**YOUR OBJECTIVE:** Exactly the lines below from the one with "character code drawn" up to and including the one with "shorturl range --start 1000 --count 5" make up the answer, with nothing else added.

(Source records)
┄┄┄┄┄┄┄┄┄┄┄┄┄┄┄┄┄┄┄┄

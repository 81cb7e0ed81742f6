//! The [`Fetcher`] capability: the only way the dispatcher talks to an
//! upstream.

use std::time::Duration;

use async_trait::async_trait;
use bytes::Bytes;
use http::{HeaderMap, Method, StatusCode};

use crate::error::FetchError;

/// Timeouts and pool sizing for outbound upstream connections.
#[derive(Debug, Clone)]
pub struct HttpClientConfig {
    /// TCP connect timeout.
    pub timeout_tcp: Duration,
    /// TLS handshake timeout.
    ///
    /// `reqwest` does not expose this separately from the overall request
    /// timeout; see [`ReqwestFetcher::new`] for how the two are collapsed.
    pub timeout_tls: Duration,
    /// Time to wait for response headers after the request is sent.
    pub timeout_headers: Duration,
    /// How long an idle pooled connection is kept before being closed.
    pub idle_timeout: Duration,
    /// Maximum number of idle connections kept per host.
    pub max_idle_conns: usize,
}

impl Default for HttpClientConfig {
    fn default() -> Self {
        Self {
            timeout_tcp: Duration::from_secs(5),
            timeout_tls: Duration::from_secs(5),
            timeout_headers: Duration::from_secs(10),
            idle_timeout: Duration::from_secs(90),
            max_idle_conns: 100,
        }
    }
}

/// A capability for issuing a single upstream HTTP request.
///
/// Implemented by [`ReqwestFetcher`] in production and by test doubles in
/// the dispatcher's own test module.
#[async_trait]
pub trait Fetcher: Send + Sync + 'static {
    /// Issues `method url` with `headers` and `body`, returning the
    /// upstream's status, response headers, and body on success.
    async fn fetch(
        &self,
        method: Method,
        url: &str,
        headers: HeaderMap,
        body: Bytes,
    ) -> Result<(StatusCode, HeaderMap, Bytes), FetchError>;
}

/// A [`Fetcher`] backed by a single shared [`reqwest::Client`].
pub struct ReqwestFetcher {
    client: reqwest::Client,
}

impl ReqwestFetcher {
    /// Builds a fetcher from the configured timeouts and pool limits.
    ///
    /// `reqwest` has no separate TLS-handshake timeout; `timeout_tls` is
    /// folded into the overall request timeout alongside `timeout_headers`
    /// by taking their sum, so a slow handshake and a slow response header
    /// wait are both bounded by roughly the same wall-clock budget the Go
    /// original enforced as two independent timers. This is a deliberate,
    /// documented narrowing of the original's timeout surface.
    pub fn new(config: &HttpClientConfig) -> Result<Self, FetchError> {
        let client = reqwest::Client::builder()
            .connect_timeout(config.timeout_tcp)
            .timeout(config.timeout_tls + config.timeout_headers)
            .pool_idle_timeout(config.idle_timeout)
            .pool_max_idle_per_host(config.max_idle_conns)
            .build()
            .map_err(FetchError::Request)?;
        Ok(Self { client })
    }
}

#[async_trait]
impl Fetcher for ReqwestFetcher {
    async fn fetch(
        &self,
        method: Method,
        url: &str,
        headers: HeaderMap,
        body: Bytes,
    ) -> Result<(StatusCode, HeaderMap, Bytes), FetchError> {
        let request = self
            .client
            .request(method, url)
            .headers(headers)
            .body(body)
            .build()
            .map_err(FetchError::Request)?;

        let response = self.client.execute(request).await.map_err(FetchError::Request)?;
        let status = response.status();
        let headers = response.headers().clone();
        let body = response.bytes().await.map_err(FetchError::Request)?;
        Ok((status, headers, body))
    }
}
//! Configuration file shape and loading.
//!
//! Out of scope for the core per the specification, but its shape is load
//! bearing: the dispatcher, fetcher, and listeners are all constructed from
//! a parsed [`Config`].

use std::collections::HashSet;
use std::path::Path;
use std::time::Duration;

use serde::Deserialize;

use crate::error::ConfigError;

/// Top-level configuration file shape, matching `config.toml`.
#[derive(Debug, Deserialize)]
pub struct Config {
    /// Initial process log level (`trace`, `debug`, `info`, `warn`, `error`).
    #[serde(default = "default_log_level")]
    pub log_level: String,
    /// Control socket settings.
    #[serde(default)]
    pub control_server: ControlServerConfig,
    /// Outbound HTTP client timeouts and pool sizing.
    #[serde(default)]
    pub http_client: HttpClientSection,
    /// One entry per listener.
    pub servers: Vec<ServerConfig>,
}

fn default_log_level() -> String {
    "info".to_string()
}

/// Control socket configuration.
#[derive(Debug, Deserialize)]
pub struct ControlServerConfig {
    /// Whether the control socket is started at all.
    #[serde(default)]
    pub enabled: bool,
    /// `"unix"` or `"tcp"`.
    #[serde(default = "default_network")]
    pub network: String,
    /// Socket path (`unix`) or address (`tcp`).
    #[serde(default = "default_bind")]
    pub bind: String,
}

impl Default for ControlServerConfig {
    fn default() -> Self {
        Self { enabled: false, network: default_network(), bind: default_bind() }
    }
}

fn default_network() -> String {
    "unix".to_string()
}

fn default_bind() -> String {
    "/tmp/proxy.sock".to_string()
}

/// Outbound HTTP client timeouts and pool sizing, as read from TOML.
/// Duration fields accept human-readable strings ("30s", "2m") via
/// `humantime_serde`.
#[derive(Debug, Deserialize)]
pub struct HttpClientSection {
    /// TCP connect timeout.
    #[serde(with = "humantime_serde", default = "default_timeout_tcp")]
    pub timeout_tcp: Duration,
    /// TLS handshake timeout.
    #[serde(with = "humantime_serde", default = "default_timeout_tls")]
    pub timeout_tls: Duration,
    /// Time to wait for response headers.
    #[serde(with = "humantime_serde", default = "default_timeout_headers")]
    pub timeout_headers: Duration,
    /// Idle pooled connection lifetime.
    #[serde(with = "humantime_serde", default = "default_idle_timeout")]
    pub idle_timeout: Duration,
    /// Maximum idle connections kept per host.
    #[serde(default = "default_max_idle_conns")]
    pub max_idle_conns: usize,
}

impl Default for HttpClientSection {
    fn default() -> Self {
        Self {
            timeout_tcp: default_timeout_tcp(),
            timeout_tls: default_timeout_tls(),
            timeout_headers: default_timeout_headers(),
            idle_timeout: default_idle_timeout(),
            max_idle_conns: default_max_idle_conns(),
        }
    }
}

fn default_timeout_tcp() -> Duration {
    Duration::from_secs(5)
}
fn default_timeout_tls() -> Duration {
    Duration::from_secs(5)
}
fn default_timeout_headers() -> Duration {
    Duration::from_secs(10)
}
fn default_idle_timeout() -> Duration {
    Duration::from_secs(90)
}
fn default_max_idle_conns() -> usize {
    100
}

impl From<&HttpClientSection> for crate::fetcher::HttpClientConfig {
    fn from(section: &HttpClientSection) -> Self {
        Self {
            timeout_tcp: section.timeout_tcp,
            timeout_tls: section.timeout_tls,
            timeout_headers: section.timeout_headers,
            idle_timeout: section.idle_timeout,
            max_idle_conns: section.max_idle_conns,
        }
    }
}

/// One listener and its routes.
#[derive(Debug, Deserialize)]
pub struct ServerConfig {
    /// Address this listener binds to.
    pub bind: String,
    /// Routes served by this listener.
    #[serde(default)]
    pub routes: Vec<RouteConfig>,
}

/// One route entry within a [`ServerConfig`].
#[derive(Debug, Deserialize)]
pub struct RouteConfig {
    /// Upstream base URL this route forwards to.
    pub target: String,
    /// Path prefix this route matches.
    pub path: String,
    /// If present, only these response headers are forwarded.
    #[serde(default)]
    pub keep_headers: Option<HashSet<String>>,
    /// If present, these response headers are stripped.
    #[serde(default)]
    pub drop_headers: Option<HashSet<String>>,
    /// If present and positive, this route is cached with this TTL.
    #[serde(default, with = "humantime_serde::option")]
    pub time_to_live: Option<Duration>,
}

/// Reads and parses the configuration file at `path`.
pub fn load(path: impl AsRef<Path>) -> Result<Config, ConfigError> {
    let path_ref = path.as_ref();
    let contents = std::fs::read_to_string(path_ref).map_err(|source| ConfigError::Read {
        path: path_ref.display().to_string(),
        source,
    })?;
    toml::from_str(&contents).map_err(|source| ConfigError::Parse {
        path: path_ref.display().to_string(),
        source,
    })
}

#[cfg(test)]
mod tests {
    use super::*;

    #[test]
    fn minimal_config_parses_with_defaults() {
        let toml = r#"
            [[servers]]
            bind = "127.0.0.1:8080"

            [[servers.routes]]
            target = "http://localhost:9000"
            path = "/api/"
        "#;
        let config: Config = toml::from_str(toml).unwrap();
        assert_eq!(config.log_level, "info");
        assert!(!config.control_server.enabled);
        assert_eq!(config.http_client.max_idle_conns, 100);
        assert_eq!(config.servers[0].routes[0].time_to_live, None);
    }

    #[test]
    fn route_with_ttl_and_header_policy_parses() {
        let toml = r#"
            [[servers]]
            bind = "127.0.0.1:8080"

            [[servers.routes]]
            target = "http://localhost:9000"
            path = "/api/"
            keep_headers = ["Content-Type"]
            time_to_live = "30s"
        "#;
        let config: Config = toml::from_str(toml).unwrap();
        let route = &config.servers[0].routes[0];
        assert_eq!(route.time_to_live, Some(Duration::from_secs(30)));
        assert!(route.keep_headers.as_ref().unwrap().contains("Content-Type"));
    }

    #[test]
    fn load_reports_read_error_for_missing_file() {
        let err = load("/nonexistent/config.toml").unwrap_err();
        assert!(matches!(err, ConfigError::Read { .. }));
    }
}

┄┄┄┄┄┄┄┄┄┄┄┄┄┄┄┄┄┄┄┄

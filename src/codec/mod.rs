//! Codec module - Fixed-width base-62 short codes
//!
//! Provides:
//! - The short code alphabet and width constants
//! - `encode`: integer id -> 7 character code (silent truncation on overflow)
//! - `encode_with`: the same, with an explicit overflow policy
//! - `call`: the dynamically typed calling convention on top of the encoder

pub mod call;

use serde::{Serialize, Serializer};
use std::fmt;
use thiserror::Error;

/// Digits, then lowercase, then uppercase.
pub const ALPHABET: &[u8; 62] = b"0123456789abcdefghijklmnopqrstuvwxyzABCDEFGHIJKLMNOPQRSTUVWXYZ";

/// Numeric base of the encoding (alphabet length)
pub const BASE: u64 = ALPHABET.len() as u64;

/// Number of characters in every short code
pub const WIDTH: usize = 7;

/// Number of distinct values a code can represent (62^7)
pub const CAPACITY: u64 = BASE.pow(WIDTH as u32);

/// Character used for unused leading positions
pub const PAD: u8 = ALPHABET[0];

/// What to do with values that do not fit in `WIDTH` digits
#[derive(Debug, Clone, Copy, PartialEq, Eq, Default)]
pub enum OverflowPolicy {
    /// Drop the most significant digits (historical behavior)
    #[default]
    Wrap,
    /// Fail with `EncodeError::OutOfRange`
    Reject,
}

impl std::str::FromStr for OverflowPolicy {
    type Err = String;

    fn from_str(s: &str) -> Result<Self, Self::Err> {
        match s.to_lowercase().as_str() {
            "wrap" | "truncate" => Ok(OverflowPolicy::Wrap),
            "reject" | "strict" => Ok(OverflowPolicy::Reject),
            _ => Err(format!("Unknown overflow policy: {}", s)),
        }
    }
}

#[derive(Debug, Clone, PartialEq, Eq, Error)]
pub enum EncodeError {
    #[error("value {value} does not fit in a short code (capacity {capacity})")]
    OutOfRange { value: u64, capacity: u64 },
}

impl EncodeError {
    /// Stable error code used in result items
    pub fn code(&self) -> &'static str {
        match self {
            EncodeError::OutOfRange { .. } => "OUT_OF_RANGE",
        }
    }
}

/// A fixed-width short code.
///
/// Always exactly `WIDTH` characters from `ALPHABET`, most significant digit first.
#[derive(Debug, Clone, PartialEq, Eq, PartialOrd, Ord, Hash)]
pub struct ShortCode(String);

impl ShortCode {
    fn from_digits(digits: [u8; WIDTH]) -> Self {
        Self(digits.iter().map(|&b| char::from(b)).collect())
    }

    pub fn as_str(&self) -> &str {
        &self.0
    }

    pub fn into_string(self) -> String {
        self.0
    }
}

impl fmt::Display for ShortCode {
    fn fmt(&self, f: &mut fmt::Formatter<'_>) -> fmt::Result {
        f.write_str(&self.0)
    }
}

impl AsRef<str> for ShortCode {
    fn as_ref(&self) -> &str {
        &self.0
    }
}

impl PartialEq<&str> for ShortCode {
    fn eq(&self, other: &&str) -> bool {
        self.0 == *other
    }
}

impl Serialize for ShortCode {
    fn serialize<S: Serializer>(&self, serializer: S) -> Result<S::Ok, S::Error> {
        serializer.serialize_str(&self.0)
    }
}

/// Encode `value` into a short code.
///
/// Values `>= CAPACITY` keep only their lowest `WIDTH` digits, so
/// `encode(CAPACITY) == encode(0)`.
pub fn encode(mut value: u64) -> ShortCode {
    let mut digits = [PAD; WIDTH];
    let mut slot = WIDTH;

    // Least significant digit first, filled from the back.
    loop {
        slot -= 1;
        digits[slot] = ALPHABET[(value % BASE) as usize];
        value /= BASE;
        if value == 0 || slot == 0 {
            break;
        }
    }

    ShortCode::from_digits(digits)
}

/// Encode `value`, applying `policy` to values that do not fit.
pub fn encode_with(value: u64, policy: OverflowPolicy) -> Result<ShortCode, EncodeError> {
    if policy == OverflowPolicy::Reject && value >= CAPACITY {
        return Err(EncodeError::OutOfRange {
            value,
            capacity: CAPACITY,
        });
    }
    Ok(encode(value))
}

┄┄┄┄┄┄┄┄┄┄┄┄┄┄┄┄┄┄┄┄

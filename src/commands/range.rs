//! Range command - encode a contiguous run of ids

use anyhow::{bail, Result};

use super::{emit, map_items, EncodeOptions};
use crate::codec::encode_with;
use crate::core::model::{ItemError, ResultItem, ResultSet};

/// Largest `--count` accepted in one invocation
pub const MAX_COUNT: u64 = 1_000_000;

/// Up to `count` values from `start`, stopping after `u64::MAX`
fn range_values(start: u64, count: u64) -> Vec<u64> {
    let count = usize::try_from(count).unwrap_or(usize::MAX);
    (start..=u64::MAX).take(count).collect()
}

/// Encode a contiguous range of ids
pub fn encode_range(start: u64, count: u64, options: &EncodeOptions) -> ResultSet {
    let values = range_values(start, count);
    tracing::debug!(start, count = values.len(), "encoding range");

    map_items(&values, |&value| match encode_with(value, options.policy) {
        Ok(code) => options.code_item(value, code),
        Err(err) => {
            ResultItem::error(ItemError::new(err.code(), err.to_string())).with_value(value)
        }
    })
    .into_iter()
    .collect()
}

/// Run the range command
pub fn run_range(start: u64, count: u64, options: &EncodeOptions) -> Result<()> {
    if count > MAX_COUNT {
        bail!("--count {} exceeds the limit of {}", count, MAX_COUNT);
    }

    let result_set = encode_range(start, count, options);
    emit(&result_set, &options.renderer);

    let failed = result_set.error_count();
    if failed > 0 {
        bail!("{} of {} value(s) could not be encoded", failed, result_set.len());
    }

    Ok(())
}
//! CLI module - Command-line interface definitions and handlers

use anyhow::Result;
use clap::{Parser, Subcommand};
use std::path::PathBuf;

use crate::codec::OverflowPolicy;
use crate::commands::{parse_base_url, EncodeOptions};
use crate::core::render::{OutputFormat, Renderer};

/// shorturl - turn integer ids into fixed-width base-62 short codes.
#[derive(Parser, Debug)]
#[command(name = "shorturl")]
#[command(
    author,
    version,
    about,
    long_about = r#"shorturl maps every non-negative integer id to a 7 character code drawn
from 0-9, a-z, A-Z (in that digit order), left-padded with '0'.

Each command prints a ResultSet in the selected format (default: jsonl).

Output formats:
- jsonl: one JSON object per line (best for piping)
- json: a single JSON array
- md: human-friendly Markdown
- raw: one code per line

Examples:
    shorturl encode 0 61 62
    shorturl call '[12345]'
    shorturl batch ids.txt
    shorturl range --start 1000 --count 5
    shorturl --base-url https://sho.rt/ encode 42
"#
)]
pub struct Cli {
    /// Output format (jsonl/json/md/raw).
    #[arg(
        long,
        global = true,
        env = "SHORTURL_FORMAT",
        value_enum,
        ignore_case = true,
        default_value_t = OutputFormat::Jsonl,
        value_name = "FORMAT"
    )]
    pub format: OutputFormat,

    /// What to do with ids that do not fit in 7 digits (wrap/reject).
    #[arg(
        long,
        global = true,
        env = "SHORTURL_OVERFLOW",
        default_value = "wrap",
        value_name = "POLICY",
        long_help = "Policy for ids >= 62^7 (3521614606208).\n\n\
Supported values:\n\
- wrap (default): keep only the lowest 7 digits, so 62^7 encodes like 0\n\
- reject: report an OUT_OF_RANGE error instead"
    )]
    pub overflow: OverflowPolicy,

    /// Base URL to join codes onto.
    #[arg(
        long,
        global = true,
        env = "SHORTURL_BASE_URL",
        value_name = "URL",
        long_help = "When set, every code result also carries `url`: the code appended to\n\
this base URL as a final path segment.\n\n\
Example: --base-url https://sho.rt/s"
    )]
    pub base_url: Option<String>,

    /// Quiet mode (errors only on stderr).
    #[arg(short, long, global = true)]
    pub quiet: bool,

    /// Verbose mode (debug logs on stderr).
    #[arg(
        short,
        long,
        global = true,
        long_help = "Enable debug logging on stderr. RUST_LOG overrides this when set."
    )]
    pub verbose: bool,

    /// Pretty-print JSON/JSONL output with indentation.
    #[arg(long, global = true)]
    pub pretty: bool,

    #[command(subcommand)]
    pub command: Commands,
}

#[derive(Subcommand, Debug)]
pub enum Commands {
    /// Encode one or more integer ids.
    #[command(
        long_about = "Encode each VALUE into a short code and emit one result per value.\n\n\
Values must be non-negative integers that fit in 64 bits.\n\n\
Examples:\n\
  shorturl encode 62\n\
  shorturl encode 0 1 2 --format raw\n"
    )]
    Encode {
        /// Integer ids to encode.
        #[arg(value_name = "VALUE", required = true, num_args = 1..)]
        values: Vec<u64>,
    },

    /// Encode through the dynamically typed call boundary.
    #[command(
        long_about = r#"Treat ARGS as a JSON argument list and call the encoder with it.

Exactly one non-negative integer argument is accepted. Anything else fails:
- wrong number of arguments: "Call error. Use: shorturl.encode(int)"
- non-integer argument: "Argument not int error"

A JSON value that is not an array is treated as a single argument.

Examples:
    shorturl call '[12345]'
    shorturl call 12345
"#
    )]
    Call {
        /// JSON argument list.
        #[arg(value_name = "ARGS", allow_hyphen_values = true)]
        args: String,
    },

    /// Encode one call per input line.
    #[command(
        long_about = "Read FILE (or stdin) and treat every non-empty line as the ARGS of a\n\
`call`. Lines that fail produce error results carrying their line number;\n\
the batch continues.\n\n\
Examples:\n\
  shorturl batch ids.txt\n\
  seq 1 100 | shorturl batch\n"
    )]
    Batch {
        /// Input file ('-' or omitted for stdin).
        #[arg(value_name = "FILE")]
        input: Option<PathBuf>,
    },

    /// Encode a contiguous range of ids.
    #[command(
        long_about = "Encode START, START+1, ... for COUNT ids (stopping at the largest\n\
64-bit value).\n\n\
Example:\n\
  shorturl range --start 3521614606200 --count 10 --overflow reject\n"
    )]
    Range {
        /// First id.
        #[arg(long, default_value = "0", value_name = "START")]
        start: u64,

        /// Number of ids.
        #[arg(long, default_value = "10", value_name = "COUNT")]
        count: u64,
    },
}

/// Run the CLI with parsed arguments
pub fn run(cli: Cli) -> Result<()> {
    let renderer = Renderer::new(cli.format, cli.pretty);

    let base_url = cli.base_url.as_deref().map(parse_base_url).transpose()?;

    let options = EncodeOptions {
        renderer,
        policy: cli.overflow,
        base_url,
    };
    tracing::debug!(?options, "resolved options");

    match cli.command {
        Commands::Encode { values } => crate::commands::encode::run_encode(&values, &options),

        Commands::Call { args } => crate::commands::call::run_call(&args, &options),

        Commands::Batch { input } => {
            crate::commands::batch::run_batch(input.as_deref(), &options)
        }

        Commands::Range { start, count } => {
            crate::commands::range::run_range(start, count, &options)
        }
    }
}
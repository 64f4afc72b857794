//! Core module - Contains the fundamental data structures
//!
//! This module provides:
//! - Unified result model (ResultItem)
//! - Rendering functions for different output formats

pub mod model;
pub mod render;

┄┄┄┄┄┄┄┄┄┄┄┄┄┄┄┄┄┄┄┄

**EXERCISE OUTPUT:**
    long_about = r#"shorturl maps every non-negative integer id to a 7 character code drawn
from 0-9, a-z, A-Z (in that digit order), left-padded with '0'.

Each command prints a ResultSet in the selected format (default: jsonl).

Output formats:
- jsonl: one JSON object per line (best for piping)
- json: a single JSON array
- md: human-friendly Markdown
- raw: one code per line

Examples:
    shorturl encode 0 61 62
    shorturl call '[12345]'
    shorturl batch ids.txt
    shorturl range --start 1000 --count 5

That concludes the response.